Provided data
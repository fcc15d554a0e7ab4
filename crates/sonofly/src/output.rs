//! Output formatting: table, JSON, YAML, plain.
//!
//! Renders data in the format selected by `--output`. Table uses `tabled`,
//! structured formats use serde, plain emits one identifier per line.

use std::io::{self, Write};

use tabled::{Table, Tabled, settings::Style};

use crate::cli::OutputFormat;

// ── Render dispatchers ───────────────────────────────────────────────

/// Render a list of serde-serializable + tabled items in the chosen format.
pub fn render_list<T, R>(
    format: OutputFormat,
    data: &[T],
    to_row: impl Fn(&T) -> R,
    id_fn: impl Fn(&T) -> String,
) -> String
where
    T: serde::Serialize,
    R: Tabled,
{
    match format {
        OutputFormat::Table => {
            let rows: Vec<R> = data.iter().map(to_row).collect();
            Table::new(rows).with(Style::rounded()).to_string()
        }
        OutputFormat::Json => render_json(data, false),
        OutputFormat::JsonCompact => render_json(data, true),
        OutputFormat::Yaml => render_yaml(data),
        OutputFormat::Plain => data.iter().map(id_fn).collect::<Vec<_>>().join("\n"),
    }
}

/// Render a single item. Table format uses `detail_fn`.
pub fn render_single<T>(
    format: OutputFormat,
    data: &T,
    detail_fn: impl Fn(&T) -> String,
    id_fn: impl Fn(&T) -> String,
) -> String
where
    T: serde::Serialize,
{
    match format {
        OutputFormat::Table => detail_fn(data),
        OutputFormat::Json => render_json(data, false),
        OutputFormat::JsonCompact => render_json(data, true),
        OutputFormat::Yaml => render_yaml(data),
        OutputFormat::Plain => id_fn(data),
    }
}

/// Print the rendered output to stdout, respecting quiet mode.
pub fn print_output(output: &str, quiet: bool) {
    if quiet || output.is_empty() {
        return;
    }
    let mut stdout = io::stdout().lock();
    let _ = writeln!(stdout, "{output}");
}

// ── Format-specific renderers ────────────────────────────────────────

fn render_json<T: serde::Serialize + ?Sized>(data: &T, compact: bool) -> String {
    let rendered = if compact {
        serde_json::to_string(data)
    } else {
        serde_json::to_string_pretty(data)
    };
    rendered.unwrap_or_else(|e| format!("<serialization failed: {e}>"))
}

fn render_yaml<T: serde::Serialize + ?Sized>(data: &T) -> String {
    serde_yaml::to_string(data).unwrap_or_else(|e| format!("<serialization failed: {e}>"))
}
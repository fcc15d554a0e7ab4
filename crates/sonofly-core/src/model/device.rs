// ── Device domain types ──

use serde::{Deserialize, Serialize};
use serde_json::{Map, Value};

use super::device_id::DeviceId;

/// Opaque device parameter map (`{"switch": "on", ...}`).
pub type Params = Map<String, Value>;

/// A controllable device.
///
/// Serialized with the vendor field names so cached lists stay readable
/// by anything that understands the cloud's device JSON.
#[derive(Debug, Clone, PartialEq, Serialize, Deserialize)]
pub struct Device {
    #[serde(rename = "deviceid")]
    pub id: DeviceId,

    #[serde(default)]
    pub name: String,

    #[serde(default, skip_serializing_if = "Option::is_none")]
    pub device_class: Option<String>,

    /// Key for LAN payload encryption.
    #[serde(default, rename = "devicekey", skip_serializing_if = "Option::is_none")]
    pub device_key: Option<String>,

    #[serde(default, rename = "productModel", skip_serializing_if = "Option::is_none")]
    pub model: Option<String>,

    #[serde(default)]
    pub online: bool,

    #[serde(default)]
    pub params: Params,
}

impl Device {
    pub fn new(id: impl Into<DeviceId>, name: impl Into<String>) -> Self {
        Self {
            id: id.into(),
            name: name.into(),
            device_class: None,
            device_key: None,
            model: None,
            online: false,
            params: Params::new(),
        }
    }

    /// Merge reported parameters into the current state.
    pub fn merge_params(&mut self, params: &Params) {
        for (key, value) in params {
            self.params.insert(key.clone(), value.clone());
        }
    }
}

/// User-configured overrides applied when a device enters a Registry.
#[derive(Debug, Clone, Default, PartialEq, Eq, Serialize, Deserialize)]
pub struct DeviceOverride {
    #[serde(default)]
    pub name: Option<String>,
    #[serde(default)]
    pub device_class: Option<String>,
    #[serde(default, alias = "devicekey")]
    pub device_key: Option<String>,
}

impl DeviceOverride {
    pub fn apply(&self, device: &mut Device) {
        if let Some(ref name) = self.name {
            device.name.clone_from(name);
        }
        if self.device_class.is_some() {
            device.device_class.clone_from(&self.device_class);
        }
        if self.device_key.is_some() {
            device.device_key.clone_from(&self.device_key);
        }
    }
}
//! CLI configuration: thin wrapper around `sonofly_config`.
//!
//! Adds `GlobalOpts` overrides (--config, --account, --timeout) and builds
//! the runtime `Hub` from a loaded config.

use std::path::PathBuf;
use std::sync::Arc;

use sonofly_api::StaticDiscovery;
use sonofly_core::{Account, ClientFactory, DeviceCache, FileStorage, Hub, camera_transport};

use crate::cli::GlobalOpts;
use crate::error::CliError;

pub use sonofly_config::Config;

/// Config file in effect: `--config` or the platform default.
pub fn config_file(global: &GlobalOpts) -> PathBuf {
    global
        .config
        .clone()
        .unwrap_or_else(sonofly_config::config_path)
}

/// Legacy YAML file next to the config file in effect.
pub fn legacy_file(global: &GlobalOpts) -> PathBuf {
    match global.config {
        Some(ref path) => path.with_file_name("legacy.yaml"),
        None => sonofly_config::legacy_path(),
    }
}

pub fn load(global: &GlobalOpts) -> Result<Config, CliError> {
    let mut cfg = sonofly_config::load_config_from(&config_file(global))?;
    if let Some(timeout) = global.timeout {
        cfg.defaults.timeout = timeout;
    }
    Ok(cfg)
}

/// Config names of the accounts this invocation works on.
pub fn selected_names(cfg: &Config, global: &GlobalOpts) -> Result<Vec<String>, CliError> {
    if cfg.accounts.is_empty() {
        return Err(CliError::NoAccounts {
            path: config_file(global).display().to_string(),
        });
    }
    match global.account {
        Some(ref name) if cfg.accounts.contains_key(name) => Ok(vec![name.clone()]),
        Some(ref name) => Err(CliError::UnknownAccount {
            name: name.clone(),
            available: cfg.accounts.keys().cloned().collect::<Vec<_>>().join(", "),
        }),
        None => Ok(cfg.accounts.keys().cloned().collect()),
    }
}

/// Selected accounts with resolved passwords.
pub fn selected_accounts(cfg: &Config, global: &GlobalOpts) -> Result<Vec<Account>, CliError> {
    selected_names(cfg, global)?
        .iter()
        .map(|name| sonofly_config::resolve_account(cfg, name).map_err(CliError::from))
        .collect()
}

pub fn device_cache(cfg: &Config) -> DeviceCache {
    DeviceCache::new(Arc::new(FileStorage::new(sonofly_config::cache_dir(cfg))))
}

/// Wire the hub: file-backed cache, real transports, static discovery
/// from `[devices.*].host`, camera hosts from `[cameras.*]`.
pub fn build_hub(cfg: &Config) -> Result<Hub, CliError> {
    let mut factory = ClientFactory::new(sonofly_config::transport_config(cfg));
    if let Some(url) = sonofly_config::cloud_url(cfg)? {
        factory = factory.with_cloud_url(url);
    }
    let discovery = StaticDiscovery::new(sonofly_config::static_announcements(cfg)?);
    let cameras = camera_transport(sonofly_config::camera_hosts(cfg)?);

    Ok(Hub::new(
        sonofly_config::hub_config(cfg),
        Arc::new(factory),
        device_cache(cfg),
        Arc::new(discovery),
        cameras,
    ))
}
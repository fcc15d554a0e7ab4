// ── Reactive device directory ──
//
// Concurrent per-account device map with push-based change notification
// via `watch` channels.

use std::sync::Arc;

use dashmap::DashMap;
use tokio::sync::watch;

use crate::model::{Device, DeviceId, Params};

/// The devices one Registry owns.
///
/// Uses `DashMap` for O(1) concurrent lookups. Every mutation rebuilds the
/// snapshot that subscribers receive, sorted by identifier.
pub(crate) struct DeviceDirectory {
    by_id: DashMap<DeviceId, Arc<Device>>,
    snapshot: watch::Sender<Arc<Vec<Arc<Device>>>>,
}

impl DeviceDirectory {
    pub(crate) fn new() -> Self {
        let (snapshot, _) = watch::channel(Arc::new(Vec::new()));
        Self {
            by_id: DashMap::new(),
            snapshot,
        }
    }

    /// Insert or replace devices in one batch. Returns how many were new.
    pub(crate) fn upsert_all(&self, devices: impl IntoIterator<Item = Device>) -> usize {
        let mut added = 0;
        for device in devices {
            if self
                .by_id
                .insert(device.id.clone(), Arc::new(device))
                .is_none()
            {
                added += 1;
            }
        }
        self.rebuild_snapshot();
        added
    }

    pub(crate) fn remove(&self, id: &DeviceId) -> Option<Arc<Device>> {
        let removed = self.by_id.remove(id).map(|(_, v)| v);
        if removed.is_some() {
            self.rebuild_snapshot();
        }
        removed
    }

    pub(crate) fn get(&self, id: &DeviceId) -> Option<Arc<Device>> {
        self.by_id.get(id).map(|r| Arc::clone(r.value()))
    }

    pub(crate) fn contains(&self, id: &DeviceId) -> bool {
        self.by_id.contains_key(id)
    }

    /// Apply a state change reported by a transport. Unknown ids are ignored.
    pub(crate) fn update(&self, id: &DeviceId, params: Option<&Params>, online: Option<bool>) -> bool {
        let changed = match self.by_id.get_mut(id) {
            Some(mut entry) => {
                let device = Arc::make_mut(entry.value_mut());
                if let Some(params) = params {
                    device.merge_params(params);
                }
                if let Some(online) = online {
                    device.online = online;
                }
                true
            }
            None => false,
        };
        if changed {
            self.rebuild_snapshot();
        }
        changed
    }

    pub(crate) fn snapshot(&self) -> Arc<Vec<Arc<Device>>> {
        self.snapshot.borrow().clone()
    }

    pub(crate) fn subscribe(&self) -> watch::Receiver<Arc<Vec<Arc<Device>>>> {
        self.snapshot.subscribe()
    }

    pub(crate) fn len(&self) -> usize {
        self.by_id.len()
    }

    // ── Private helpers ──────────────────────────────────────────────

    fn rebuild_snapshot(&self) {
        let mut values: Vec<Arc<Device>> = self.by_id.iter().map(|r| Arc::clone(r.value())).collect();
        values.sort_by(|a, b| a.id.cmp(&b.id));
        // `send_modify` updates unconditionally, even with zero receivers.
        self.snapshot.send_modify(|snap| *snap = Arc::new(values));
    }
}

Assignment
The lines above, from the first through the one containing "use crate::cli::OutputFormat;", must be restated word for word, with nothing added.

The answer
repository fcc15d554a0e7ab4
filename crates/sonofly/src/output.rs
//! Output formatting: table, JSON, YAML, plain.
//!
//! Renders data in the format selected by `--output`. Table uses `tabled`,
//! structured formats use serde, plain emits one identifier per line.

use std::io::{self, Write};

use tabled::{Table, Tabled, settings::Style};

use crate::cli::OutputFormat;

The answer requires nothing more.